The great art of life is the sensation, to feel that we exist, even in pain.



And so I sit here, after Chelsea has left again tonight, sipping a cup of jumbleberry tea and listening to a burned mix C.D. that little Amanda gave to me last night. Is it wierd that if I don't talk to Paul before I go to bed at night I feel as if I am missing something? Am I letting him take over my thoughts again? Do I even care?

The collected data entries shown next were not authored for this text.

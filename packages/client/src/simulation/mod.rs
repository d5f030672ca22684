//! Local simulation of the chat server.
//!
//! Each context runs its own [`ChatHub`] over an in-memory repository, so the
//! presence, room and message rules are the server's. Local mutations are
//! echoed to the context's emitter, written as a shared snapshot and
//! published as complete state slices; slices from other contexts are applied
//! as overwrites.

pub mod broadcast;
pub mod seed;
pub mod snapshot;
pub mod storage;

use std::sync::Arc;

use lounge_server::{
    domain::{
        ChatCommand, ChatMessage, ChatRepository, ConnectionId, Notification, Room, RoomId,
        UserId, UserProfile,
    },
    infrastructure::{
        dto::websocket::{
            ClientEvent, MessageDto, ServerEvent, UserProfileDto, UserTypingPayload,
        },
        message_pusher::ChannelMessagePusher,
        repository::InMemoryChatRepository,
    },
    usecase::{ChatHub, HubOptions},
};
use lounge_shared::time::{Clock, SystemClock};
use tokio::sync::{mpsc, watch};

use crate::{
    config::SimulationConfig,
    error::SimulationError,
    transport::{emitter::EventEmitter, shutdown_requested},
};

use self::{
    broadcast::{BroadcastChannel, Envelope, RemoteEnvelopes, Topic},
    storage::SharedStorage,
};

/// Simulated backend of one context
pub struct LocalSimulation {
    connection_id: ConnectionId,
    repository: Arc<InMemoryChatRepository>,
    hub: ChatHub,
    notifications: mpsc::UnboundedReceiver<Notification>,
    storage: Arc<dyn SharedStorage>,
    channel: BroadcastChannel,
    remote: Option<RemoteEnvelopes>,
    emitter: EventEmitter,
    /// Last profile announced by this context
    profile: Option<UserProfile>,
    shut_down: bool,
}

impl LocalSimulation {
    /// Bring the simulated backend up: restore or seed state, then announce
    /// this context to the others.
    pub async fn activate(
        config: SimulationConfig,
        emitter: EventEmitter,
    ) -> Result<Self, SimulationError> {
        Self::activate_with_clock(config, emitter, Arc::new(SystemClock)).await
    }

    pub async fn activate_with_clock(
        config: SimulationConfig,
        emitter: EventEmitter,
        clock: Arc<dyn Clock>,
    ) -> Result<Self, SimulationError> {
        let identity = UserId::new(config.identity.clone())?;
        let connection_id = ConnectionId::new(config.identity.clone())?;
        let repository = Arc::new(InMemoryChatRepository::new());
        let options = HubOptions {
            greet_new_members: config.greet_new_members,
            ..HubOptions::default()
        };
        let system_sender = options.system_sender.clone();
        let hub = ChatHub::new(
            repository.clone(),
            Arc::new(ChannelMessagePusher::new()),
            clock.clone(),
            options,
        );
        let (sender, notifications) = mpsc::unbounded_channel();
        hub.connect(connection_id.clone(), sender).await;

        let channel =
            BroadcastChannel::new(identity.as_str(), config.storage.clone(), clock.clone());
        let remote = channel.remote();

        match snapshot::load(config.storage.as_ref()).await? {
            Some(shared) => {
                tracing::info!("Restoring simulated state from the shared snapshot");
                snapshot::restore(&repository, shared).await;
            }
            None if config.seed_default_rooms => {
                seed::seed_default_rooms(&repository, &system_sender, clock.now_millis()).await?;
            }
            None => {}
        }

        let simulation = Self {
            connection_id,
            repository,
            hub,
            notifications,
            storage: config.storage,
            channel,
            remote: Some(remote),
            emitter,
            profile: None,
            shut_down: false,
        };
        simulation.save_snapshot().await?;
        simulation
            .channel
            .publish(Topic::ContextConnected, None, &())
            .await?;
        tracing::info!("Local simulation active as '{}'", identity);

        Ok(simulation)
    }

    /// Process outbound events and remote envelopes until `shutdown` fires,
    /// then shut down.
    pub async fn run(
        mut self,
        mut outbound: mpsc::UnboundedReceiver<ClientEvent>,
        shutdown: &mut watch::Receiver<bool>,
    ) {
        let Some(mut remote) = self.remote.take() else {
            tracing::error!("Local simulation is already running");
            return;
        };
        loop {
            tokio::select! {
                Some(event) = outbound.recv() => self.handle(event).await,
                Some(envelope) = remote.recv() => self.apply_remote(envelope).await,
                _ = shutdown_requested(shutdown) => break,
            }
        }
        self.shutdown().await;
    }

    /// Apply one event of this context's client
    pub async fn handle(&mut self, event: ClientEvent) {
        let name = event.name();
        let command = match ChatCommand::try_from(event) {
            Ok(command) => command,
            Err(e) => {
                tracing::warn!("Dropping {}", e);
                return;
            }
        };

        let mutating = !matches!(command, ChatCommand::Typing { .. });
        match &command {
            ChatCommand::Announce(profile) => self.profile = Some(profile.clone()),
            ChatCommand::Typing {
                room_id,
                user,
                is_typing,
            } => {
                let payload = UserTypingPayload {
                    user: user.clone().into(),
                    is_typing: *is_typing,
                };
                self.publish(Topic::UserTyping, Some(room_id), &payload).await;
            }
            _ => {}
        }

        if let Err(e) = self.hub.handle(&self.connection_id, command).await {
            tracing::warn!("Simulated '{}' rejected: {}", name, e);
        }
        self.forward_notifications().await;

        if mutating && let Err(e) = self.save_snapshot().await {
            tracing::warn!("Failed to write shared snapshot: {}", e);
        }
    }

    /// Echo hub notifications to the local client and publish the slices
    async fn forward_notifications(&mut self) {
        while let Ok(notification) = self.notifications.try_recv() {
            match &notification {
                Notification::ActiveUsers(users) => {
                    let slice: Vec<UserProfileDto> =
                        users.iter().cloned().map(UserProfileDto::from).collect();
                    self.publish(Topic::ActiveUsers, None, &slice).await;
                }
                Notification::RoomUsers { room_id, users } => {
                    let slice: Vec<UserProfileDto> =
                        users.iter().cloned().map(UserProfileDto::from).collect();
                    self.publish(Topic::RoomUsers, Some(room_id), &slice).await;
                }
                Notification::NewMessage(message) => {
                    let slice = MessageDto::from(message.clone());
                    self.publish(Topic::NewMessage, Some(&message.room_id), &slice)
                        .await;
                }
                Notification::RoomHistory { .. } | Notification::UserTyping { .. } => {}
            }
            self.emitter.emit(ServerEvent::from(notification));
        }
    }

    /// Apply an envelope published by another context
    pub async fn apply_remote(&mut self, envelope: Envelope) {
        tracing::debug!(
            "Applying {:?} envelope from '{}'",
            envelope.topic,
            envelope.sender.id
        );
        let result = match envelope.topic {
            Topic::ActiveUsers => self.apply_active_users(&envelope).await,
            Topic::RoomUsers => self.apply_room_users(&envelope).await,
            Topic::NewMessage => self.apply_new_message(&envelope).await,
            Topic::UserTyping => self.apply_user_typing(&envelope).await,
            Topic::ContextConnected => {
                self.republish().await;
                Ok(())
            }
        };
        if let Err(e) = result {
            tracing::warn!(
                "Dropping malformed {:?} envelope from '{}': {}",
                envelope.topic,
                envelope.sender.id,
                e
            );
        }
    }

    async fn apply_active_users(&mut self, envelope: &Envelope) -> Result<(), String> {
        let dtos: Vec<UserProfileDto> = envelope.decode().map_err(|e| e.to_string())?;
        let mut profiles = valid_profiles(dtos);
        if let Some(own) = self.own_presence().await
            && !profiles.iter().any(|p| p.id == own.id)
        {
            profiles.push(own);
        }
        self.repository.replace_presence(profiles).await;

        let users = self.repository.active_users().await;
        self.emitter.emit(ServerEvent::ActiveUsers(
            users.into_iter().map(UserProfileDto::from).collect(),
        ));
        Ok(())
    }

    async fn apply_room_users(&mut self, envelope: &Envelope) -> Result<(), String> {
        let room_id = envelope_room(envelope)?;
        let dtos: Vec<UserProfileDto> = envelope.decode().map_err(|e| e.to_string())?;
        let mut members = valid_profiles(dtos);

        let own_membership = self.own_membership(&room_id).await;
        if let Some(own) = &own_membership
            && !members.iter().any(|m| m.id == own.id)
        {
            members.push(own.clone());
        }
        self.repository
            .replace_members(&room_id, members.clone())
            .await;

        if own_membership.is_some() {
            self.emitter.emit(ServerEvent::RoomUsers(
                members.into_iter().map(UserProfileDto::from).collect(),
            ));
        }
        Ok(())
    }

    async fn apply_new_message(&mut self, envelope: &Envelope) -> Result<(), String> {
        let dto: MessageDto = envelope.decode().map_err(|e| e.to_string())?;
        let message = ChatMessage::try_from(dto).map_err(|e| e.to_string())?;
        let room_id = message.room_id.clone();

        self.repository.ensure_room(room_id.clone(), None).await;
        let imported = self
            .repository
            .import_message(message.clone())
            .await
            .map_err(|e| e.to_string())?;
        if imported && self.own_membership(&room_id).await.is_some() {
            self.emitter
                .emit(ServerEvent::NewMessage(MessageDto::from(message)));
        }
        Ok(())
    }

    async fn apply_user_typing(&mut self, envelope: &Envelope) -> Result<(), String> {
        let room_id = envelope_room(envelope)?;
        let payload: UserTypingPayload = envelope.decode().map_err(|e| e.to_string())?;
        let Some(own) = self.own_membership(&room_id).await else {
            return Ok(());
        };
        if payload.user.id != own.id.as_str() {
            self.emitter.emit(ServerEvent::UserTyping(payload));
        }
        Ok(())
    }

    /// Publish this context's presence and the rosters of its rooms
    async fn republish(&mut self) {
        if self.own_presence().await.is_none() {
            return;
        }
        let users: Vec<UserProfileDto> = self
            .repository
            .active_users()
            .await
            .into_iter()
            .map(UserProfileDto::from)
            .collect();
        self.publish(Topic::ActiveUsers, None, &users).await;

        for room in self.own_rooms().await {
            let members: Vec<UserProfileDto> = room
                .members
                .into_iter()
                .map(UserProfileDto::from)
                .collect();
            self.publish(Topic::RoomUsers, Some(&room.id), &members)
                .await;
        }
    }

    /// Disconnect the local user and publish the resulting slices. Idempotent.
    pub async fn shutdown(&mut self) {
        if self.shut_down {
            return;
        }
        self.shut_down = true;

        let rooms: Vec<RoomId> = self.own_rooms().await.into_iter().map(|r| r.id).collect();
        let left = self.hub.disconnect(&self.connection_id).await;
        while self.notifications.try_recv().is_ok() {}

        if left.is_some() {
            let users: Vec<UserProfileDto> = self
                .repository
                .active_users()
                .await
                .into_iter()
                .map(UserProfileDto::from)
                .collect();
            self.publish(Topic::ActiveUsers, None, &users).await;
            for room_id in rooms {
                let Ok(room) = self.repository.get_room(&room_id).await else {
                    continue;
                };
                let members: Vec<UserProfileDto> = room
                    .members
                    .into_iter()
                    .map(UserProfileDto::from)
                    .collect();
                self.publish(Topic::RoomUsers, Some(&room_id), &members)
                    .await;
            }
            if let Err(e) = self.save_snapshot().await {
                tracing::warn!("Failed to write shared snapshot: {}", e);
            }
        }
        tracing::info!("Local simulation shut down");
    }

    /// Current shared-state view of this simulation
    pub async fn snapshot(&self) -> snapshot::SharedSnapshot {
        snapshot::capture(&self.repository).await
    }

    async fn save_snapshot(&self) -> Result<(), SimulationError> {
        let shared = snapshot::capture(&self.repository).await;
        snapshot::save(self.storage.as_ref(), &shared).await
    }

    async fn publish<T: serde::Serialize + ?Sized>(
        &self,
        topic: Topic,
        room_id: Option<&RoomId>,
        payload: &T,
    ) {
        let room_id = room_id.map(RoomId::as_str);
        if let Err(e) = self.channel.publish(topic, room_id, payload).await {
            tracing::warn!("Failed to publish {:?} envelope: {}", topic, e);
        }
    }

    /// This context's announced profile as the repository holds it
    async fn own_presence(&self) -> Option<UserProfile> {
        self.profile.as_ref()?;
        self.repository.profile_of(&self.connection_id).await
    }

    /// This context's roster entry in `room_id`, if it is a member
    async fn own_membership(&self, room_id: &RoomId) -> Option<UserProfile> {
        let own = self.profile.as_ref()?;
        let room = self.repository.get_room(room_id).await.ok()?;
        room.members.into_iter().find(|m| m.id == own.id)
    }

    async fn own_rooms(&self) -> Vec<Room> {
        let Some(own) = &self.profile else {
            return Vec::new();
        };
        self.repository
            .list_rooms()
            .await
            .into_iter()
            .filter(|room| room.is_member(&own.id))
            .collect()
    }
}

fn envelope_room(envelope: &Envelope) -> Result<RoomId, String> {
    let room_id = envelope
        .room_id
        .clone()
        .ok_or_else(|| "missing roomId".to_string())?;
    RoomId::new(room_id).map_err(|e| e.to_string())
}

fn valid_profiles(dtos: Vec<UserProfileDto>) -> Vec<UserProfile> {
    dtos.into_iter()
        .filter_map(|dto| UserProfile::try_from(dto).ok())
        .collect()
}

I guess there comes a point in a persons life where they have to start sticking up for themselves. Where do you draw the line at friendship or being walked all over? Should I be letting Chelsea come over after shes finished staying after school using their computers, only to use my computer? Not to mention she spends the time looking up Gundam or Yugioh porn, talking on MSN, or cybering with Damian. The only time she would pay attention to me during this time would be to show me a picture she has found, or laugh about something funny someone said. Should I be letting this bother me? My Mother says that she hates it when Chelsea comes over and just sits using my computer. Am I letting her walk all over me? Should I tell her if she wants to come over its not going to be just to use my computer?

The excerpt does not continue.